According to the American Short Line and Regional Railroad Association (ASLRRA), the average cost of maintaining short line railroads has surged to more than $15,000 per mile, making the current cap increasingly inadequate.
“This 45G tax credit is widely considered an effective and successful public policy,” said Chuck Baker, president of ASLRRA. “But outdated caps and limitations are threatening to erode its potency. Senators Crapo and Wyden have acted decisively to update the credit, supporting critical infrastructure and the economies of small towns across the country.”
Short Lines: A Backbone of Rural Logistics
More than 600 short line railroads operate roughly one-third of the U.S. freight rail network, often connecting rural and agricultural communities to the national and global supply chains. These routes are frequently used for transporting grain, timber, energy products, and industrial goods — commodities that originate in areas not served by Class I railroads.
“Short line railroads are critical infrastructure that connect Idaho’s farmers, ranchers and manufacturers to national and global markets,” said Senator Crapo. “This credit supports local jobs and helps drive economic growth in rural America.”
Political Timing and Industry Mobilization
The introduction of the Senate bill comes just days ahead of a major lobbying push by ASLRRA, with members slated to descend on Capitol Hill for a one-day event on May 7 to advocate for federal rail policies, including the 45G expansion.

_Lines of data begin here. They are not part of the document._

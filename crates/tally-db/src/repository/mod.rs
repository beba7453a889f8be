//! # Repository Module
//!
//! Database repositories for the accounting sync engine.
//!
//! ## Repository Pattern
//! ```text
//! ┌─────────────────────────────────────────────────────────────────────────┐
//! │  Sync operation                                                        │
//! │       │                                                                 │
//! │       │  db.mappings().get(tenant, MappingKind::Invoice, order_id)     │
//! │       ▼                                                                 │
//! │  MappingRepository ──► SQL ──► SQLite                                  │
//! │                                                                         │
//! │  Every read goes to storage. Nothing is cached between calls, so a     │
//! │  mapping written by one run is visible to the next immediately.        │
//! └─────────────────────────────────────────────────────────────────────────┘
//! ```
//!
//! ## Available Repositories
//!
//! - [`MappingRepository`](mapping::MappingRepository) - Local ↔ remote correlation
//! - [`SyncLogRepository`](sync_log::SyncLogRepository) - Append-only audit trail
//! - [`SettingsRepository`](settings::SettingsRepository) - Tenant settings and run lock
//! - [`records`] - Customers, catalog, orders, payments, refunds

pub mod mapping;
pub mod records;
pub mod settings;
pub mod sync_log;
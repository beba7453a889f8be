//! # Tenant Accounting Context
//!
//! Everything a push operation needs about one tenant, resolved once per
//! run and handed to every operation explicitly.
//!
//! ```text
//! ┌──────────────────────┐     ┌────────────────┐     ┌──────────────────────┐
//! │ accounting_settings  │────►│ resolve()      │────►│ TenantAccounting     │
//! │ enabled, credentials │     │ • enabled?     │     │ Context              │
//! │ timezone, currency   │     │ • credentials? │     │ tenant_id, currency, │
//! └──────────────────────┘     │ • timezone ok? │     │ timezone, schedule,  │
//!                              └───────┬────────┘     │ api                  │
//!                                      │ ApiFactory   └──────────────────────┘
//!                                      └──────────────────────►
//! ```

use chrono::{DateTime, NaiveDate, Utc};
use chrono_tz::Tz;
use std::fmt;
use std::sync::Arc;

use tally_core::schedule::parse_timezone;
use tally_core::{AccountingSettings, SyncSchedule};
use tally_db::Database;

use crate::client::{AccountingApi, ApiFactory};
use crate::error::{SyncError, SyncResult};

/// Resolved per-tenant state shared by the operations of one run.
#[derive(Clone)]
pub struct TenantAccountingContext {
    pub tenant_id: String,
    /// Operating currency (ISO 4217).
    pub currency: String,
    pub timezone: Tz,
    pub schedule: SyncSchedule,
    api: Arc<dyn AccountingApi>,
}

impl fmt::Debug for TenantAccountingContext {
    fn fmt(&self, f: &mut fmt::Formatter<'_>) -> fmt::Result {
        f.debug_struct("TenantAccountingContext")
            .field("tenant_id", &self.tenant_id)
            .field("currency", &self.currency)
            .field("timezone", &self.timezone)
            .finish_non_exhaustive()
    }
}

impl TenantAccountingContext {
    pub fn new(
        tenant_id: impl Into<String>,
        currency: impl Into<String>,
        timezone: Tz,
        schedule: SyncSchedule,
        api: Arc<dyn AccountingApi>,
    ) -> Self {
        TenantAccountingContext {
            tenant_id: tenant_id.into(),
            currency: currency.into(),
            timezone,
            schedule,
            api,
        }
    }

    /// Builds a context from stored settings.
    ///
    /// ## Errors
    /// - `IntegrationDisabled` if the tenant has switched the integration off
    /// - `InvalidConfig` if credentials are missing or the timezone is unknown
    pub fn resolve(settings: &AccountingSettings, factory: &dyn ApiFactory) -> SyncResult<Self> {
        if !settings.enabled {
            return Err(SyncError::IntegrationDisabled {
                tenant_id: settings.tenant_id.clone(),
            });
        }

        let credentials = settings.credentials.as_ref().ok_or_else(|| {
            SyncError::InvalidConfig(format!(
                "tenant {} has no accounting credentials",
                settings.tenant_id
            ))
        })?;

        let timezone = parse_timezone(&settings.timezone)?;
        let api = factory.connect(&settings.tenant_id, credentials)?;

        Ok(Self::new(
            settings.tenant_id.clone(),
            settings.currency.clone(),
            timezone,
            settings.schedule,
            api,
        ))
    }

    /// Loads the tenant's settings and resolves them.
    pub async fn load(db: &Database, factory: &dyn ApiFactory, tenant_id: &str) -> SyncResult<Self> {
        let settings = db.settings().require(tenant_id).await?;
        Self::resolve(&settings, factory)
    }

    pub fn api(&self) -> &dyn AccountingApi {
        self.api.as_ref()
    }

    /// Calendar date of `at` in the tenant's timezone.
    pub fn local_date(&self, at: DateTime<Utc>) -> NaiveDate {
        at.with_timezone(&self.timezone).date_naive()
    }
}
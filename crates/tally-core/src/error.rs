//! # Error Types
//!
//! Domain-specific error types for tally-core.
//!
//! ## Error Hierarchy
//! ```text
//! ┌─────────────────────────────────────────────────────────────────────────┐
//! │                         Error Types                                     │
//! │                                                                         │
//! │  tally-core errors (this file)                                         │
//! │  ├── CoreError        - Domain rule violations                         │
//! │  └── ValidationError  - Local data unfit for export                    │
//! │                                                                         │
//! │  tally-db errors (separate crate)                                      │
//! │  └── DbError          - Database operation failures                    │
//! │                                                                         │
//! │  tally-sync errors (separate crate)                                    │
//! │  └── SyncError        - NotFound / PreconditionFailed / RemoteApi /    │
//! │                         Validation + infrastructure                    │
//! │                                                                         │
//! │  Flow: ValidationError → CoreError → SyncError → Sync Log entry        │
//! └─────────────────────────────────────────────────────────────────────────┘
//! ```

use thiserror::Error;

use crate::types::{InvoiceStatus, MappingKind, MappingStatus};

// =============================================================================
// Core Error
// =============================================================================

/// Core domain errors.
#[derive(Debug, Error)]
pub enum CoreError {
    /// The translator refused an invoice status edge.
    ///
    /// ## When This Occurs
    /// - Paid → Invoiced (payments are never "un-registered")
    /// - Anything → Draft or Cancelled from the sync engine
    ///
    /// ## User Workflow
    /// ```text
    /// transition_invoice_status(order, Invoiced)
    ///      │
    ///      ▼
    /// mapping.status = paid
    ///      │
    ///      ▼
    /// InvalidStatusTransition { from: Paid, to: Invoiced }
    /// ```
    #[error("Invoice status cannot move from {from} to {to}")]
    InvalidStatusTransition {
        from: InvoiceStatus,
        to: InvoiceStatus,
    },

    /// A mapping status that does not exist for this entity kind.
    #[error("Mapping status '{status}' is not valid for {kind} mappings")]
    StatusNotAllowed {
        kind: MappingKind,
        status: MappingStatus,
    },

    /// An order with no line items cannot become an invoice.
    #[error("Order {order_id} has no line items")]
    EmptyOrder { order_id: String },

    /// Tenant timezone is not a known IANA zone.
    #[error("Unknown timezone: {0}")]
    InvalidTimezone(String),

    /// Validation error (wraps ValidationError).
    #[error("Validation error: {0}")]
    Validation(#[from] ValidationError),
}

// =============================================================================
// Validation Error
// =============================================================================

/// Local data that cannot be exported as-is.
///
/// A validation failure marks the entity's mapping `failed` and is not
/// retried automatically; someone has to fix the record first.
#[derive(Debug, Error)]
pub enum ValidationError {
    /// A required field is missing or empty.
    #[error("{field} is required")]
    Required { field: String },

    /// Field value is too long.
    #[error("{field} must be at most {max} characters")]
    TooLong { field: String, max: usize },

    /// Numeric value is out of range.
    #[error("{field} must be between {min} and {max}")]
    OutOfRange { field: String, min: i64, max: i64 },

    /// Value must not be negative.
    #[error("{field} must not be negative")]
    MustNotBeNegative { field: String },

    /// Value must be positive.
    #[error("{field} must be positive")]
    MustBePositive { field: String },

    /// Invalid format (e.g., malformed email, unknown enum value).
    #[error("{field} has invalid format: {reason}")]
    InvalidFormat { field: String, reason: String },
}

impl ValidationError {
    /// Creates a Required error for the given field.
    pub fn required(field: impl Into<String>) -> Self {
        ValidationError::Required {
            field: field.into(),
        }
    }
}

// =============================================================================
// Result Type Alias
// =============================================================================

/// Convenience type alias for Results with CoreError.
pub type CoreResult<T> = Result<T, CoreError>;

// =============================================================================
// Unit Tests
// =============================================================================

Industry leaders are hoping to secure legislative movement during a window of relative consensus on infrastructure spending — a policy area that has remained one of the few cross-party priorities in a divided Congress.
Looking Ahead
With support from both the House and Senate, and endorsements from agricultural, energy, and industrial sectors, the upgraded 45G tax credit could be poised for passage as part of a broader infrastructure or tax extenders package later this year.